Posted by mel on 09 Mar 2010 | Tagged as: Columns, Green Bean Tuesdays

A few years ago, there was an explosion of young people doing crafty things.  Stitch & bitch circles were popping up all over North America and Europe and everyone seemed to be sporting crafty wares from head to toe: funky cat-ear hats and alligator mittens became all the craze.  Reviving a traditional way of making garments is a great way to keep history alive…it’s not only for your great aunt Hilda anymore!

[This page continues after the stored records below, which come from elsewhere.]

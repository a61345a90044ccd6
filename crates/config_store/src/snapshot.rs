//! Published configuration snapshots.
//!
//! Readers load the current [`ConfigHolder`] without locking and never see a
//! partially applied write; the data source installs a new holder after
//! each successful load or save.

use std::sync::Arc;

use arc_swap::ArcSwapOption;
use tracing::debug;

use crate::model::{CruiseConfig, PartialConfig};

#[cfg(test)]
#[path = "snapshot_tests.rs"]
mod tests;

/// A published configuration.
#[derive(Debug, Clone, PartialEq)]
pub struct ConfigHolder {
    /// Effective configuration: the main document plus active partials.
    pub config: Arc<CruiseConfig>,
    /// The main document alone, the one edits are applied to.
    pub config_for_edit: Arc<CruiseConfig>,
    /// MD5 of the main document's persisted content.
    pub md5: String,
    /// Partials composed into `config`.
    pub partials: Vec<PartialConfig>,
}

impl ConfigHolder {
    pub fn new(
        config: CruiseConfig,
        config_for_edit: CruiseConfig,
        md5: String,
        partials: Vec<PartialConfig>,
    ) -> Self {
        Self {
            config: Arc::new(config),
            config_for_edit: Arc::new(config_for_edit),
            md5,
            partials,
        }
    }
}

/// Receives every newly published configuration.
pub trait ConfigChangeListener: Send + Sync {
    fn on_config_change(&self, holder: &ConfigHolder);
}

/// Atomically swappable current and previous snapshots.
#[derive(Debug, Default)]
pub struct SnapshotStore {
    current: ArcSwapOption<ConfigHolder>,
    previous: ArcSwapOption<ConfigHolder>,
}

impl SnapshotStore {
    pub fn new() -> Self {
        Self::default()
    }

    /// The currently published configuration, if any has been loaded.
    pub fn current(&self) -> Option<Arc<ConfigHolder>> {
        self.current.load_full()
    }

    /// Publishes `holder`, keeping the replaced snapshot as previous.
    pub fn install(&self, holder: ConfigHolder) -> Arc<ConfigHolder> {
        let holder = Arc::new(holder);
        debug!(md5 = %holder.md5, "Installing configuration snapshot");
        let replaced = self.current.swap(Some(holder.clone()));
        if replaced.is_some() {
            self.previous.store(replaced);
        }
        holder
    }

    /// The snapshot replaced by the most recent install.
    pub fn previous(&self) -> Option<Arc<ConfigHolder>> {
        self.previous.load_full()
    }

    pub fn clear(&self) {
        self.current.store(None);
        self.previous.store(None);
    }
}
/// Loads, saves and publishes the configuration document.
pub struct ConfigDataSource {
    config_file: PathBuf,
    repository: ConfigRepository,
    partials: Arc<PartialConfigCache>,
    validator: ConfigValidator,
    merger: ConfigMerger,
    snapshots: Arc<SnapshotStore>,
    settings: Arc<dyn SettingsProvider>,
    users: Arc<dyn UserProvider>,
    listeners: RwLock<Vec<Arc<dyn ConfigChangeListener>>>,
    write_lock: Mutex<ReloadState>,
}
//! Insert action: commits imported records into a client

use serde::{Deserialize, Serialize};
use tracing::{debug, info, warn};

use crate::import::policy::{self, ImportPolicy};
use crate::import::registry::ensure_registered;
use crate::ledger::{
    bind_account_transfer, bind_buy_sell, bind_portfolio_transfer, AccountTransaction,
    AccountTransferEntry, BuySellEntry, Client, PortfolioTransaction, PortfolioTransferEntry,
    SecurityPrice, SecurityRef,
};
use crate::reconciliation::{PlanReconciler, Reconciliation};
use crate::traits::PlanTransactionMatcher;
use crate::types::*;
use crate::utils::validation;

/// One record produced by the extraction stage, with its target owners
#[derive(Debug, Clone)]
pub enum ImportItem {
    Security(SecurityRef),
    SecurityPrice {
        security: SecurityRef,
        price: SecurityPrice,
    },
    AccountTransaction {
        transaction: AccountTransaction,
        account: AccountId,
    },
    PortfolioTransaction {
        transaction: PortfolioTransaction,
        portfolio: PortfolioId,
    },
    BuySell {
        entry: BuySellEntry,
        account: AccountId,
        portfolio: PortfolioId,
    },
    AccountTransfer {
        entry: AccountTransferEntry,
        source: AccountId,
        target: AccountId,
    },
    PortfolioTransfer {
        entry: PortfolioTransferEntry,
        source: PortfolioId,
        target: PortfolioId,
    },
}

impl ImportItem {
    pub fn kind(&self) -> &'static str {
        match self {
            ImportItem::Security(_) => "security",
            ImportItem::SecurityPrice { .. } => "security_price",
            ImportItem::AccountTransaction { .. } => "account_transaction",
            ImportItem::PortfolioTransaction { .. } => "portfolio_transaction",
            ImportItem::BuySell { .. } => "buy_sell",
            ImportItem::AccountTransfer { .. } => "account_transfer",
            ImportItem::PortfolioTransfer { .. } => "portfolio_transfer",
        }
    }
}

/// What processing a single record did to the client
#[derive(Debug, Clone, Copy, PartialEq, Eq)]
pub enum InsertOutcome {
    /// `newly_added` is false when the security was already known
    Registered { newly_added: bool },
    /// `new_date` is false when an existing quote was replaced
    PriceAdded { new_date: bool },
    Inserted(TransactionRef),
    InsertedWithRemoval {
        dividend: TransactionRef,
        removal: TransactionRef,
    },
    Linked(CrossEntryId),
    Reconciled {
        plan: PlanId,
        transaction: TransactionRef,
    },
    ConvertedToDelivery(TransactionRef),
}

/// Applies import records to a client under a fixed [`ImportPolicy`]
pub struct InsertAction {
    policy: ImportPolicy,
    reconciler: PlanReconciler,
}

impl InsertAction {
    pub fn new(policy: ImportPolicy) -> Self {
        Self {
            policy,
            reconciler: PlanReconciler::new(),
        }
    }

    /// Use a custom matcher for investment plan reconciliation
    pub fn with_matcher(policy: ImportPolicy, matcher: Box<dyn PlanTransactionMatcher>) -> Self {
        Self {
            policy,
            reconciler: PlanReconciler::with_matcher(matcher),
        }
    }

    pub fn policy(&self) -> ImportPolicy {
        self.policy
    }

    /// Process one record
    pub fn process(&self, client: &mut Client, item: ImportItem) -> LedgerResult<InsertOutcome> {
        debug!(kind = item.kind(), "Processing import item");

        match item {
            ImportItem::Security(security) => Ok(self.insert_security(client, &security)),
            ImportItem::SecurityPrice { security, price } => {
                Ok(self.insert_price(&security, price))
            }
            ImportItem::AccountTransaction {
                transaction,
                account,
            } => self.insert_account_transaction(client, transaction, account),
            ImportItem::PortfolioTransaction {
                transaction,
                portfolio,
            } => self.insert_portfolio_transaction(client, transaction, portfolio),
            ImportItem::BuySell {
                entry,
                account,
                portfolio,
            } => self.insert_buy_sell(client, entry, account, portfolio),
            ImportItem::AccountTransfer {
                entry,
                source,
                target,
            } => self.insert_account_transfer(client, entry, source, target),
            ImportItem::PortfolioTransfer {
                entry,
                source,
                target,
            } => self.insert_portfolio_transfer(client, entry, source, target),
        }
    }

    /// Process records in order.
    ///
    /// Record level failures are collected in the report. A contract
    /// violation aborts the batch; changes already applied stay on the
    /// client, which the caller is expected to discard.
    ///
    /// Prices live on the shared [`SecurityRef`], not on the client.
    /// Restoring a `client.clone()` taken before the batch does not remove
    /// prices the batch added.
    pub fn process_all<I>(&self, client: &mut Client, items: I) -> LedgerResult<ImportReport>
    where
        I: IntoIterator<Item = ImportItem>,
    {
        let mut report = ImportReport::default();

        for (index, item) in items.into_iter().enumerate() {
            let kind = item.kind();
            report.processed += 1;

            match self.process(client, item) {
                Ok(outcome) => report.record(outcome),
                Err(err) if err.is_contract_violation() => {
                    warn!(index, kind, error = %err, "Aborting import batch");
                    return Err(err);
                }
                Err(err) => {
                    warn!(index, kind, error = %err, "Skipping import item");
                    report.failures.push(ImportFailure {
                        index,
                        kind: kind.to_string(),
                        message: err.to_string(),
                    });
                }
            }
        }

        info!(
            processed = report.processed,
            failed = report.failures.len(),
            "Import batch finished"
        );
        Ok(report)
    }

    pub fn insert_security(&self, client: &mut Client, security: &SecurityRef) -> InsertOutcome {
        InsertOutcome::Registered {
            newly_added: ensure_registered(client, Some(security)),
        }
    }

    /// Add a quote to the security's own series.
    ///
    /// The security does not need to be registered yet; a later
    /// transaction will register it.
    pub fn insert_price(&self, security: &SecurityRef, price: SecurityPrice) -> InsertOutcome {
        debug!(security = %security.id, date = %price.date, "Adding security price");
        InsertOutcome::PriceAdded {
            new_date: security.add_price(price),
        }
    }

    pub fn insert_account_transaction(
        &self,
        client: &mut Client,
        transaction: AccountTransaction,
        account: AccountId,
    ) -> LedgerResult<InsertOutcome> {
        client.require_account(account)?;
        ensure_registered(client, transaction.security.as_ref());

        let removal = if self.policy.remove_dividends {
            policy::dividend_removal(&transaction)
        } else {
            None
        };

        let dividend = client.append_account_transaction(account, transaction)?;

        match removal {
            Some(removal) => {
                let removal = client.append_account_transaction(account, removal)?;
                info!(account = %account, "Added removal for imported dividend");
                Ok(InsertOutcome::InsertedWithRemoval { dividend, removal })
            }
            None => Ok(InsertOutcome::Inserted(dividend)),
        }
    }

    pub fn insert_portfolio_transaction(
        &self,
        client: &mut Client,
        transaction: PortfolioTransaction,
        portfolio: PortfolioId,
    ) -> LedgerResult<InsertOutcome> {
        let reference = self.append_portfolio_transaction(client, transaction, portfolio)?;
        Ok(InsertOutcome::Inserted(reference))
    }

    fn append_portfolio_transaction(
        &self,
        client: &mut Client,
        transaction: PortfolioTransaction,
        portfolio: PortfolioId,
    ) -> LedgerResult<TransactionRef> {
        validation::validate_portfolio_transaction(&transaction)?;
        client.require_portfolio(portfolio)?;
        ensure_registered(client, transaction.security.as_ref());

        client.append_portfolio_transaction(portfolio, transaction)
    }

    /// Insert a trade.
    ///
    /// With `investment_plan_item` a matching plan execution is updated
    /// instead. Otherwise, with `convert_buy_sell_to_delivery`, the trade is
    /// booked as a delivery without its cash leg.
    pub fn insert_buy_sell(
        &self,
        client: &mut Client,
        entry: BuySellEntry,
        account: AccountId,
        portfolio: PortfolioId,
    ) -> LedgerResult<InsertOutcome> {
        validation::validate_buy_sell_entry(&entry)?;
        client.require_account(account)?;
        client.require_portfolio(portfolio)?;
        ensure_registered(client, entry.portfolio_transaction.security.as_ref());

        if self.policy.investment_plan_item {
            if let Reconciliation::Matched { plan, transaction } = self
                .reconciler
                .reconcile(client, &entry.portfolio_transaction)
            {
                return Ok(InsertOutcome::Reconciled { plan, transaction });
            }
        }

        if self.policy.convert_buy_sell_to_delivery {
            let delivery = policy::convert_to_delivery(entry);
            info!(
                transaction = %delivery.id,
                transaction_type = ?delivery.transaction_type,
                "Converted trade to delivery"
            );
            let reference = self.append_portfolio_transaction(client, delivery, portfolio)?;
            return Ok(InsertOutcome::ConvertedToDelivery(reference));
        }

        let id = bind_buy_sell(client, entry, account, portfolio)?;
        Ok(InsertOutcome::Linked(id))
    }

    pub fn insert_account_transfer(
        &self,
        client: &mut Client,
        entry: AccountTransferEntry,
        source: AccountId,
        target: AccountId,
    ) -> LedgerResult<InsertOutcome> {
        let id = bind_account_transfer(client, entry, source, target)?;
        Ok(InsertOutcome::Linked(id))
    }

    pub fn insert_portfolio_transfer(
        &self,
        client: &mut Client,
        entry: PortfolioTransferEntry,
        source: PortfolioId,
        target: PortfolioId,
    ) -> LedgerResult<InsertOutcome> {
        validation::validate_portfolio_transfer(&entry, source, target)?;
        client.require_portfolio(source)?;
        client.require_portfolio(target)?;
        ensure_registered(client, entry.source_transaction.security.as_ref());

        let id = bind_portfolio_transfer(client, entry, source, target)?;
        Ok(InsertOutcome::Linked(id))
    }
}

/// A record that could not be applied
#[derive(Debug, Clone, PartialEq, Eq, Serialize, Deserialize)]
pub struct ImportFailure {
    /// Position of the record in the batch
    pub index: usize,
    pub kind: String,
    pub message: String,
}

/// Summary of one [`InsertAction::process_all`] run
#[derive(Debug, Clone, Default, PartialEq, Eq, Serialize, Deserialize)]
pub struct ImportReport {
    pub processed: usize,
    pub securities_registered: usize,
    pub prices_added: usize,
    pub transactions_inserted: usize,
    pub cross_entries_linked: usize,
    pub removals_added: usize,
    pub plan_transactions_updated: usize,
    pub deliveries_converted: usize,
    pub failures: Vec<ImportFailure>,
}

impl ImportReport {
    fn record(&mut self, outcome: InsertOutcome) {
        match outcome {
            InsertOutcome::Registered { newly_added } => {
                if newly_added {
                    self.securities_registered += 1;
                }
            }
            InsertOutcome::PriceAdded { .. } => self.prices_added += 1,
            InsertOutcome::Inserted(_) => self.transactions_inserted += 1,
            InsertOutcome::InsertedWithRemoval { .. } => {
                self.transactions_inserted += 1;
                self.removals_added += 1;
            }
            InsertOutcome::Linked(_) => self.cross_entries_linked += 1,
            InsertOutcome::Reconciled { .. } => self.plan_transactions_updated += 1,
            InsertOutcome::ConvertedToDelivery(_) => self.deliveries_converted += 1,
        }
    }

    pub fn is_complete(&self) -> bool {
        self.failures.is_empty()
    }
}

There are a great many things of good that come out of a knitting frenzy.  You can make anything from your own dish cloths, baby shower gifts, pillow cases… you name it.  You do the labor yourself, which cuts down on slave-type condition clothes manufacturing and you have the added ingredient of love for every stitch that passes through your fingers.

Knitting can also help pass the time during long lectures, and give you something warm and snuggly while you watch a good old hockey game at the pub.  Learning how to knit when you’re a bit older also helps build new synapses in your brain, which keeps you young.

Hockey player Carrie Cahill makes hats between periods

The “knitting” movement has been a steady part of an ongoing shift in how people want to live their lives.  You can call it a bit of a getting-back-to-basics, locavore, community type of thing.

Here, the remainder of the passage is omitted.